Judson Price, the community activist who almost died when someone shot him in the face two years ago, claims the wrong man was convicted because a prosecutor didn't let him testify properly last September.
The filing will spark a court session Thursday and the return of Curtis Alford Jr. from a state prison. Price said today he is "certain" he was shot by Jamar Kelley, Alford's co-defendant, not Alford, at about 12:15 a.m.
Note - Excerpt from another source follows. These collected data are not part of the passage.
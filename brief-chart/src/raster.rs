// Shape rasterizer backing the PNG fallback

use crate::color::Rgb;
use brief_core::{BriefError, Result};
use image::{DynamicImage, ImageBuffer, ImageFormat, Rgba, RgbaImage};
use std::io::Cursor;

fn rgba(color: Rgb) -> Rgba<u8> {
    Rgba([color.r, color.g, color.b, 255])
}

/// White canvas with just enough primitives for bars, boxes and arrows.
pub(crate) struct Canvas {
    image: RgbaImage,
}

impl Canvas {
    pub fn new(width: u32, height: u32) -> Self {
        Self { image: ImageBuffer::from_pixel(width, height, rgba(Rgb::WHITE)) }
    }

    fn put(&mut self, x: i64, y: i64, color: Rgba<u8>) {
        if x >= 0 && y >= 0 && (x as u32) < self.image.width() && (y as u32) < self.image.height() {
            self.image.put_pixel(x as u32, y as u32, color);
        }
    }

    /// Axis-aligned rectangle covering pixel centers inside `[x0, x1) x [y0, y1)`.
    pub fn fill_rect(&mut self, x0: f64, y0: f64, x1: f64, y1: f64, color: Rgb) {
        let color = rgba(color);
        for y in y0.round() as i64..y1.round() as i64 {
            for x in x0.round() as i64..x1.round() as i64 {
                self.put(x, y, color);
            }
        }
    }

    pub fn fill_rounded_rect(&mut self, x: f64, y: f64, w: f64, h: f64, radius: f64, color: Rgb) {
        let color = rgba(color);
        let radius = radius.min(w / 2.0).min(h / 2.0).max(0.0);
        for py in y.floor() as i64..(y + h).ceil() as i64 {
            for px in x.floor() as i64..(x + w).ceil() as i64 {
                let (cx, cy) = (px as f64 + 0.5, py as f64 + 0.5);
                if inside_rounded(cx, cy, x, y, w, h, radius) {
                    self.put(px, py, color);
                }
            }
        }
    }

    /// Thick line stamped as squares along its length.
    pub fn line(&mut self, from: (f64, f64), to: (f64, f64), thickness: f64, color: Rgb) {
        self.dashed_line(from, to, thickness, color, None);
    }

    /// Line drawn as `dash` on / `gap` off segments when a pattern is given.
    pub fn dashed_line(
        &mut self,
        (x0, y0): (f64, f64),
        (x1, y1): (f64, f64),
        thickness: f64,
        color: Rgb,
        pattern: Option<(f64, f64)>,
    ) {
        let color = rgba(color);
        let length = ((x1 - x0).powi(2) + (y1 - y0).powi(2)).sqrt();
        let steps = length.ceil().max(1.0) as i64;
        let half = (thickness / 2.0).max(0.5);

        for step in 0..=steps {
            let travelled = length * step as f64 / steps as f64;
            if let Some((dash, gap)) = pattern {
                if travelled % (dash + gap) >= dash {
                    continue;
                }
            }
            let t = step as f64 / steps as f64;
            let (cx, cy) = (x0 + (x1 - x0) * t, y0 + (y1 - y0) * t);
            for py in (cy - half).round() as i64..(cy + half).round() as i64 {
                for px in (cx - half).round() as i64..(cx + half).round() as i64 {
                    self.put(px, py, color);
                }
            }
        }
    }

    pub fn fill_triangle(&mut self, points: [(f64, f64); 3], color: Rgb) {
        let color = rgba(color);
        let min_x = points.iter().map(|p| p.0).fold(f64::INFINITY, f64::min).floor() as i64;
        let max_x = points.iter().map(|p| p.0).fold(f64::NEG_INFINITY, f64::max).ceil() as i64;
        let min_y = points.iter().map(|p| p.1).fold(f64::INFINITY, f64::min).floor() as i64;
        let max_y = points.iter().map(|p| p.1).fold(f64::NEG_INFINITY, f64::max).ceil() as i64;

        for py in min_y..=max_y {
            for px in min_x..=max_x {
                if inside_triangle((px as f64 + 0.5, py as f64 + 0.5), &points) {
                    self.put(px, py, color);
                }
            }
        }
    }

    #[cfg(test)]
    pub fn pixel(&self, x: u32, y: u32) -> Rgb {
        let Rgba([r, g, b, _]) = *self.image.get_pixel(x, y);
        Rgb::new(r, g, b)
    }

    pub fn encode_png(self) -> Result<Vec<u8>> {
        let mut buffer = Vec::new();
        DynamicImage::ImageRgba8(self.image)
            .write_to(&mut Cursor::new(&mut buffer), ImageFormat::Png)
            .map_err(|e| BriefError::Chart(format!("PNG encoding failed: {e}")))?;
        Ok(buffer)
    }
}

fn inside_rounded(px: f64, py: f64, x: f64, y: f64, w: f64, h: f64, r: f64) -> bool {
    if px < x || px > x + w || py < y || py > y + h {
        return false;
    }
    // Nearest corner circle center; points outside the corner squares are inside.
    let cx = px.clamp(x + r, x + w - r);
    let cy = py.clamp(y + r, y + h - r);
    (px - cx).powi(2) + (py - cy).powi(2) <= r * r
}

fn inside_triangle(p: (f64, f64), [a, b, c]: &[(f64, f64); 3]) -> bool {
    let cross = |o: (f64, f64), u: (f64, f64), v: (f64, f64)| {
        (u.0 - o.0) * (v.1 - o.1) - (u.1 - o.1) * (v.0 - o.0)
    };
    let d1 = cross(*a, *b, p);
    let d2 = cross(*b, *c, p);
    let d3 = cross(*c, *a, p);
    let has_neg = d1 < 0.0 || d2 < 0.0 || d3 < 0.0;
    let has_pos = d1 > 0.0 || d2 > 0.0 || d3 > 0.0;
    !(has_neg && has_pos)
}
Nov. 12, 1993.
Price, a retired Buffalo school guidance counselor and industrial- arts teacher, was shot as he answered the front door at his home at 396 Winslow Ave.
Paul V. Hurley, Alford's new attorney, said he will ask County Judge Timothy J. Drury to order a hearing on Alford's efforts to get a new trial in the case.
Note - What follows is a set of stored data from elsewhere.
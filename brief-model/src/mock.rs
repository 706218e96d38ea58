use brief_core::{BriefError, Llm, LlmRequest, LlmResponse, LlmResponseStream, Result};
use async_trait::async_trait;
use std::sync::Mutex;

/// Replays canned responses, or a canned error, and records every request.
pub struct MockLlm {
    name: String,
    responses: Vec<LlmResponse>,
    error: Option<String>,
    requests: Mutex<Vec<LlmRequest>>,
}

impl MockLlm {
    pub fn new(name: impl Into<String>) -> Self {
        Self { name: name.into(), responses: vec![], error: None, requests: Mutex::new(vec![]) }
    }

    pub fn with_response(mut self, response: LlmResponse) -> Self {
        self.responses.push(response);
        self
    }

    /// Make every call fail with `BriefError::Model(message)`.
    pub fn with_error(mut self, message: impl Into<String>) -> Self {
        self.error = Some(message.into());
        self
    }

    /// Requests received so far, oldest first.
    pub fn requests(&self) -> Vec<LlmRequest> {
        self.requests.lock().map(|r| r.clone()).unwrap_or_default()
    }
}

#[async_trait]
impl Llm for MockLlm {
    fn name(&self) -> &str {
        &self.name
    }

    async fn generate_content(&self, req: LlmRequest, _stream: bool) -> Result<LlmResponseStream> {
        if let Ok(mut requests) = self.requests.lock() {
            requests.push(req);
        }
        if let Some(message) = &self.error {
            return Err(BriefError::Model(message.clone()));
        }

        let responses = self.responses.clone();
        let stream = async_stream::stream! {
            for response in responses {
                yield Ok(response);
            }
        };
        Ok(Box::pin(stream))
    }
}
Alford, 19, formerly of Winslow Avenue, was sentenced Oct. 26 to 25 years in prison and is eligible for parole consideration in May 2002.
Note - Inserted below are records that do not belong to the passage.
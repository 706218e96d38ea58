//! Gemini provider.
//!
//! Talks to the Generative Language REST API (`models/{model}:generateContent`
//! and its SSE twin `:streamGenerateContent`). The brief generator uses it for
//! the strategy stage, asking for `application/json` replies.
//!
//! # Environment Variable
//!
//! The CLI reads the key from `GEMINI_KEY`, `GEMINI_API_KEY` or `GOOGLE_API_KEY`.

mod client;
mod config;
mod convert;

pub use client::GeminiClient;
pub use config::{GEMINI_API_BASE, GeminiConfig};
He is scheduled to be returned to Buffalo from Coxsackie State Correctional Facility near Albany for Thursday's court session.
Erie County District Attorney Kevin M. Dillon said Price's testimony at Alford's attempted-murder trial was consistent with testimony he had given in earlier proceedings.
Dillon insisted Alford had been convicted properly and declined to comment on the specifics of Price's pretrial testimony. But he confirmed reports Price had gone to the Erie County Holding Center last year to talk to Alford, who had once played in a neighborhood basketball league Price ran.
Price said today he feels that "an injustice was done in that the wrong person has been convicted."
On Jan. 12, Drury sentenced Kelley, who pleaded guilty Nov. 23 to attempted murder and assault as the "lookout" in the shooting, to two to six years in prison.
Price said prosecutor Joseph J. Marusak told him during Alford's trial not to say he was sure Kelley's unidentified accomplice couldn't have shot him.
Price said Marusak also told him not to testify that the unidentified person holding a gun in a crouching position near his front door couldn't have shot him because the angle of the gunshot showed it had to have come where Kelley was standing.
Price said he is "absolutely certain" that the gun held by Alford or whoever was with Kelley the night of the shooting "was not the one which fired the shot" into his jaw.